[[ INFORMATION SHOWN open ]]

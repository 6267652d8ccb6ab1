use expect_test::expect;
use oxiby_language::{
    ABI_VERSION, Language, LanguageHandle, RawLanguage, Symbol, SymbolInfo,
};
use oxiby_tables::{GrammarBuilder, TokenPattern, alt, field, lit, sym};
use oxiby_tree::{SyntaxNode, WalkEvent};
use text_size::{TextRange, TextSize};

use crate::{ParseError, parse};

fn oxiby() -> Language {
    Language::load(&oxiby_grammar::language()).unwrap()
}

/// Expression grammar small enough to reason about by hand.
fn math() -> Language {
    let mut grammar = GrammarBuilder::new("math", "program");
    grammar
        .token("integer", TokenPattern::Integer)
        .extra("whitespace", TokenPattern::Whitespace)
        .prec_left(1, &["+"])
        .prec_left(2, &["*"])
        .rule("program", [alt([sym("expression")])])
        .rule(
            "expression",
            [
                alt([field("lhs", "expression"), lit("+"), field("rhs", "expression")])
                    .prec_left(1),
                alt([field("lhs", "expression"), lit("*"), field("rhs", "expression")])
                    .prec_left(2),
                alt([sym("integer")]),
                alt([lit("("), sym("expression"), lit(")")]),
            ],
        );
    Language::load(&grammar.build().unwrap()).unwrap()
}

fn check(language: &Language, text: &str, expected: expect_test::Expect) {
    let tree = parse(language, text, None).unwrap();
    expected.assert_eq(&tree.to_string());
}

#[test]
fn math_precedence() {
    check(
        &math(),
        "1+2*3",
        expect![[r#"(program (expression lhs: (expression (integer)) rhs: (expression lhs: (expression (integer)) rhs: (expression (integer)))))"#]],
    );
}

#[test]
fn math_left_associativity() {
    check(
        &math(),
        "1+2+3",
        expect![[r#"(program (expression lhs: (expression lhs: (expression (integer)) rhs: (expression (integer))) rhs: (expression (integer))))"#]],
    );
}

#[test]
fn math_parentheses_override() {
    check(
        &math(),
        "(1+2)*3",
        expect![[r#"(program (expression lhs: (expression (expression lhs: (expression (integer)) rhs: (expression (integer)))) rhs: (expression (integer))))"#]],
    );
}

#[test]
fn math_empty_input_still_produces_tree() {
    let language = math();
    let tree = parse(&language, "", None).unwrap();
    assert_eq!(tree.root().kind_name(), "program");
    assert_eq!(tree.root().range(), TextRange::empty(TextSize::new(0)));
    assert!(!tree.diagnostics().is_empty());
}

#[test]
fn math_garbage_becomes_error_node() {
    let language = math();
    let tree = parse(&language, "@@@", None).unwrap();

    assert_eq!(tree.root().kind_name(), "program");
    assert_eq!(tree.root().range(), TextRange::new(TextSize::new(0), TextSize::new(3)));
    let children: Vec<_> = tree.root().children().collect();
    assert_eq!(children.len(), 1);
    assert!(children[0].is_error());

    // One diagnostic for the skipped run, one for the missing expression.
    assert_eq!(tree.diagnostics().len(), 2);
    assert_eq!(tree.diagnostics()[0].message(), "unexpected token `@`");
    assert_eq!(
        tree.diagnostics()[0].range(),
        TextRange::new(TextSize::new(0), TextSize::new(3))
    );
    assert_eq!(tree.diagnostics()[1].message(), "unexpected end of input");
}

#[test]
fn math_truncated_input_wraps_partial_parse() {
    let language = math();
    let tree = parse(&language, "(1+", None).unwrap();

    assert_eq!(tree.root().range(), TextRange::new(TextSize::new(0), TextSize::new(3)));
    check(
        &language,
        "(1+",
        expect![[r#"(program (ERROR (expression (integer))))"#]],
    );
    assert!(
        tree.diagnostics().iter().any(|d| d.message() == "unexpected end of input")
    );
}

#[test]
fn engine_rejects_foreign_table_version() {
    let raw = RawLanguage {
        abi_version: ABI_VERSION + 3,
        name: "future".into(),
        symbols: Box::new([SymbolInfo::end(), SymbolInfo::error(), SymbolInfo::unknown()]),
        fields: Box::new([]),
        lex_rules: Box::new([]),
        productions: Box::new([]),
        states: Box::new([]),
        root: Symbol::new(0),
    };
    let handle = LanguageHandle::new(raw);
    let language = Language::load_for_version(&handle, ABI_VERSION + 3).unwrap();

    assert_eq!(
        parse(&language, "anything", None).unwrap_err(),
        ParseError::EngineVersionMismatch { found: ABI_VERSION + 3, expected: ABI_VERSION }
    );
}

#[test]
fn oxiby_empty_function() {
    check(
        &oxiby(),
        "fn main() {}",
        expect![[r#"(source_file (item_fn signature: (fn_signature name: (expr_identifier) parameters: (parameters)) body: (block)))"#]],
    );
}

#[test]
fn oxiby_let_with_operator_precedence() {
    check(
        &oxiby(),
        "fn main() { let x = 1 + 2 * 3 }",
        expect![[r#"(source_file (item_fn signature: (fn_signature name: (expr_identifier) parameters: (parameters)) body: (block (let pattern: (pattern (expr_identifier)) value: (binary lhs: (integer) rhs: (binary lhs: (integer) rhs: (integer)))))))"#]],
    );
}

#[test]
fn oxiby_use_item() {
    check(
        &oxiby(),
        "use collections.list List",
        expect![[r#"(source_file (item_use module: (expr_identifier) module: (expr_identifier) import: (type_identifier)))"#]],
    );
}

#[test]
fn oxiby_record_struct() {
    check(
        &oxiby(),
        "struct Point { x: Int, y: Int }",
        expect![[r#"(source_file (item_struct name: (type_identifier) body: (record_struct name: (expr_identifier) type: (type (concrete_type type_name: (type_identifier))) name: (expr_identifier) type: (type (concrete_type type_name: (type_identifier))))))"#]],
    );
}

#[test]
fn oxiby_error_inside_block() {
    let language = oxiby();
    let tree = parse(&language, "fn main() { @ }", None).unwrap();

    check(
        &language,
        "fn main() { @ }",
        expect![[r#"(source_file (item_fn signature: (fn_signature name: (expr_identifier) parameters: (parameters)) body: (block (ERROR))))"#]],
    );
    assert_eq!(tree.diagnostics().len(), 1);
    assert_eq!(tree.diagnostics()[0].message(), "unexpected token `@`");
    assert_eq!(
        tree.diagnostics()[0].range(),
        TextRange::new(TextSize::new(12), TextSize::new(13))
    );
}

#[test]
fn oxiby_truncated_item_recovers() {
    let language = oxiby();
    let tree = parse(&language, "fn main(", None).unwrap();

    assert_eq!(tree.root().kind_name(), "source_file");
    assert_eq!(tree.root().range(), TextRange::new(TextSize::new(0), TextSize::new(8)));
    let children: Vec<_> = tree.root().children().collect();
    assert_eq!(children.len(), 1);
    assert!(children[0].is_error());
    assert!(
        tree.diagnostics().iter().any(|d| d.message() == "unexpected end of input")
    );
}

#[test]
fn oxiby_empty_input_is_valid() {
    let language = oxiby();
    let tree = parse(&language, "", None).unwrap();

    assert_eq!(tree.root().kind_name(), "source_file");
    assert_eq!(tree.root().range(), TextRange::empty(TextSize::new(0)));
    assert_eq!(tree.root().child_count(), 0);
    assert!(tree.diagnostics().is_empty());
}

#[test]
fn oxiby_trivia_only_input_is_valid() {
    let language = oxiby();
    let text = "// just a comment\n";
    let tree = parse(&language, text, None).unwrap();

    assert_eq!(tree.root().range(), TextRange::new(TextSize::new(0), TextSize::of(text)));
    assert_eq!(tree.root().child_count(), 0);
    assert!(tree.diagnostics().is_empty());
}

const MEDIUM: &str = r#"
// A vehicle registry.
use collections.list List

pub struct Vehicle {
    name: String,
    wheels: Int,

    pub fn describe(self) -> String {
        name
    }
}

pub enum Shape {
    Circle(Float),
    Rectangle { width: Float, height: Float },
}

trait Area {
    type Output: Numeric
    fn area(self) -> Float
}

impl Area for Shape {
    fn area(self) -> Float {
        match kind {
            1 -> 3 * radius * radius,
            _ -> width * height,
        }
    }
}

fn main() {
    let total = 1 + 2 * 3
    let shapes = [1, 2, 3]
    let range = 0 ..= 10
    let labels = ["a": 1, "b": 2]
    while total < 10 {
        total = total + 1
    }
    if total == 10 {
        describe(total)
    } else {
        total
    }
    for s in shapes {
        process(s, total)
    }
}
"#;

#[test]
fn oxiby_medium_program_parses_cleanly() {
    let language = oxiby();
    let tree = parse(&language, MEDIUM, None).unwrap();

    assert_eq!(tree.root().kind_name(), "source_file");
    assert_eq!(tree.root().range(), TextRange::new(TextSize::new(0), TextSize::of(MEDIUM)));
    assert_eq!(
        tree.diagnostics().iter().map(|d| d.message()).collect::<Vec<_>>(),
        Vec::<&str>::new()
    );
    assert!(!has_errors(tree.root()));

    let kinds: Vec<&str> = tree.root().children().map(SyntaxNode::kind_name).collect();
    assert_eq!(
        kinds,
        vec!["item_use", "item_struct", "item_enum", "item_trait", "item_impl", "item_fn"]
    );
}

#[test]
fn parse_is_deterministic() {
    let language = oxiby();
    let first = parse(&language, MEDIUM, None).unwrap();
    let second = parse(&language, MEDIUM, None).unwrap();

    assert_eq!(first.to_string(), second.to_string());
    assert!(structurally_equal(first.root(), second.root()));
}

#[test]
fn children_resolve_back_to_parent() {
    let language = oxiby();
    let tree = parse(&language, MEDIUM, None).unwrap();

    let mut nodes = 0;
    for event in tree.root().preorder() {
        let WalkEvent::Enter(node) = event else { continue };
        nodes += 1;
        for child in node.children() {
            assert_eq!(child.parent(), Some(node));
        }
        if let Some(parent) = node.parent() {
            assert!(parent.range().contains_range(node.range()));
        }
    }
    assert!(nodes > 50, "expected a substantial tree, got {nodes} nodes");
}

#[test]
fn malformed_input_never_fails() {
    let language = oxiby();
    let inputs = [
        "fn",
        "fn main() {",
        "struct struct struct",
        "}}}}",
        "fn main() { let = }",
        "use",
        "enum E { A(, }",
        "\"unterminated",
        "émoji ïdentifiers",
    ];
    for text in inputs {
        let tree = parse(&language, text, None).unwrap();
        assert_eq!(
            tree.root().range(),
            TextRange::new(TextSize::new(0), TextSize::of(text)),
            "root must span all of {text:?}"
        );
        assert!(
            has_errors(tree.root()) || !tree.diagnostics().is_empty(),
            "expected recovery evidence for {text:?}"
        );
    }
}

#[test]
fn previous_tree_is_accepted_and_ignored() {
    let language = oxiby();
    let first = parse(&language, "fn main() {}", None).unwrap();
    let second = parse(&language, "fn main() { 1 }", Some(&first)).unwrap();
    assert_eq!(
        second.root().range(),
        TextRange::new(TextSize::new(0), TextSize::new(15))
    );
}

fn has_errors(node: SyntaxNode<'_>) -> bool {
    node.preorder().any(|event| match event {
        WalkEvent::Enter(node) => node.is_error(),
        WalkEvent::Leave(_) => false,
    })
}

fn structurally_equal(left: SyntaxNode<'_>, right: SyntaxNode<'_>) -> bool {
    left.kind() == right.kind()
        && left.range() == right.range()
        && left.child_count() == right.child_count()
        && left.children().zip(right.children()).all(|(l, r)| structurally_equal(l, r))
}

[[ INFORMATION SHOWN closed ]]

Within the listing above, work out the number of lines that hold "first", and give that number alone.

5